EFFECT OF DENOSUMAB ON STRUCTURE MODIFICATION IN EROSIVE HAND OSTEOARTHRITIS: RESULTS OF A 48-WEEKS, MONOCENTRIC, RANDOMIZED, PLACEBO-CONTROLLED, DOUBLE-BLIND PHASE 2 STUDY AND OPEN LABEL EXTENSION PHASE
Authors: Wittoek R et al.
Erosive hand osteoarthritis (OA) is a disabling disease with limited therapeutic options. Denosumab, a Receptor Activator of Nuclear Factor kappa-β Ligand inhibitor affects bone resorption and osteoclast activity.
The purpose of this clinical trial was to study the structure modifying effect of denosumab in patients with erosive hand OA, and to explore the clinical benefits and safety of subcutaneous denosumab 60 mg every 3 months versus placebo.
One hundred patients with erosive hand OA were randomly allocated to placebo or denosumab in a monocentric clinical trial for 48 weeks, followed by an open-label extension phase through week 96. The primary radiographic endpoint was change in total Ghent University Scoring System (GUSS) at week 24. GUSS (0-300) is a semi-quantitative scoring system specifically developed to combine scoring of both aspects of radiographic changes in erosive hand OA, being erosive progression (decrease of score) and signs of repair (increase of score).
The secondary endpoint was the percentage of new erosive joints at week 48. Exploratory clinical outcomes (e.g., pain, tender joint count, swollen joint count, grip strength, the Australian-Canadian Hand Osteoarthritis Index and the Functional Index for Hand Osteoarthritis) were assessed. Radiographic and clinical changes after 96 weeks of treatments were measured.
51 and 49 patients received subcutaneous administration of denosumab or placebo, respectively. Total change GUSS was found statistically higher in denosumab compared to placebo at week 24 (mean change GUSS = 8.9). This difference further increased at week 48 (ΔGUSS = 14.3). Development of new erosive joints was significantly lower in denosumab (1.8%) compared to placebo (7.0%) at week 48. After open-label treatment through week 96, both groups continued remodeling and both pain and function significantly improved compared to baseline. Equal numbers of adverse events occurred in both groups.

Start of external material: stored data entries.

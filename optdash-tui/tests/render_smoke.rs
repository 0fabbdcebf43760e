//! Render every panel against the synthetic provider into a test backend.

use chrono::NaiveDate;
use ratatui::Terminal;
use ratatui::backend::TestBackend;

use optdash_core::config::DashboardConfig;
use optdash_core::data::SyntheticProvider;
use optdash_core::Dashboard;
use optdash_tui::app::{Overlay, Panel};
use optdash_tui::{ui, AppState};

fn loaded_app() -> AppState {
    let as_of = NaiveDate::from_ymd_opt(2024, 6, 14).unwrap();
    let dashboard = Dashboard::new(
        Box::new(SyntheticProvider::new(as_of)),
        DashboardConfig::default(),
    )
    .with_as_of(as_of);
    let mut app = AppState::new(dashboard);
    app.process_pending();
    app
}

fn render(app: &AppState) -> String {
    let mut terminal = Terminal::new(TestBackend::new(140, 45)).unwrap();
    terminal.draw(|f| ui::draw(f, app)).unwrap();
    let buffer = terminal.backend().buffer();
    let mut text = String::new();
    for y in 0..buffer.area.height {
        for x in 0..buffer.area.width {
            text.push_str(buffer[(x, y)].symbol());
        }
        text.push('\n');
    }
    text
}

#[test]
fn scanner_lists_watchlist() {
    let app = loaded_app();
    let screen = render(&app);
    assert!(screen.contains("Scanner [1]"));
    for ticker in &app.scan_tickers {
        assert!(screen.contains(ticker.as_str()), "missing {ticker}");
    }
    assert!(screen.contains("ATM IV (%)"));
}

#[test]
fn technicals_show_status_summary() {
    let mut app = loaded_app();
    app.active_panel = Panel::Technicals;
    let screen = render(&app);
    assert!(screen.contains("Technicals [2]"));
    assert!(screen.contains("RELIANCE.NS"));
    assert!(screen.contains("RSI"));
    assert!(screen.contains("MACD"));
}

#[test]
fn suggestion_shows_strategy_and_disclaimer() {
    let mut app = loaded_app();
    app.active_panel = Panel::Suggestion;
    let screen = render(&app);
    assert!(screen.contains("Strategy: "));
    assert!(screen.contains("Disclaimer"));
}

#[test]
fn chain_shows_greeks_for_both_sides() {
    let mut app = loaded_app();
    app.active_panel = Panel::Chain;
    let calls = render(&app);
    assert!(calls.contains("Delta"));
    assert!(calls.contains("Theta"));

    app.chain_side = optdash_core::domain::OptionSide::Put;
    let puts = render(&app);
    assert!(puts.contains("PE (p)"));
    assert!(puts.contains("Vega"));
}

#[test]
fn help_lists_keys() {
    let mut app = loaded_app();
    app.active_panel = Panel::Help;
    let screen = render(&app);
    assert!(screen.contains("Edit scanner watchlist"));
}

#[test]
fn input_overlay_draws_buffer() {
    let mut app = loaded_app();
    app.start_edit(Overlay::EditTicker);
    let screen = render(&app);
    assert!(screen.contains("Deep-dive ticker"));
    assert!(screen.contains("> RELIANCE.NS"));
}

#[test]
fn failed_deep_dive_renders_message() {
    let mut app = loaded_app();
    app.deep_dive = None;
    app.deep_dive_error = Some("no price available for ZZZ".into());
    app.active_panel = Panel::Suggestion;
    let screen = render(&app);
    assert!(screen.contains("no price available for ZZZ"));
}

#[test]
fn tiny_terminal_does_not_panic() {
    let mut app = loaded_app();
    let mut terminal = Terminal::new(TestBackend::new(20, 5)).unwrap();
    for panel in Panel::ALL {
        app.active_panel = panel;
        terminal.draw(|f| ui::draw(f, &app)).unwrap();
    }
}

This study demonstrates a significant structure and symptom modifying effect of Denosumab compared to placebo in patients with symptomatic erosive hand osteoarthritis: significantly less erosive progression occurs after 24 weeks treatment, and the treatment effect enhances after 48 weeks.
Thus, Denosumab could be a treatment option in patients with erosive hand osteoarthritis, especially in women with concomitant osteoporosis.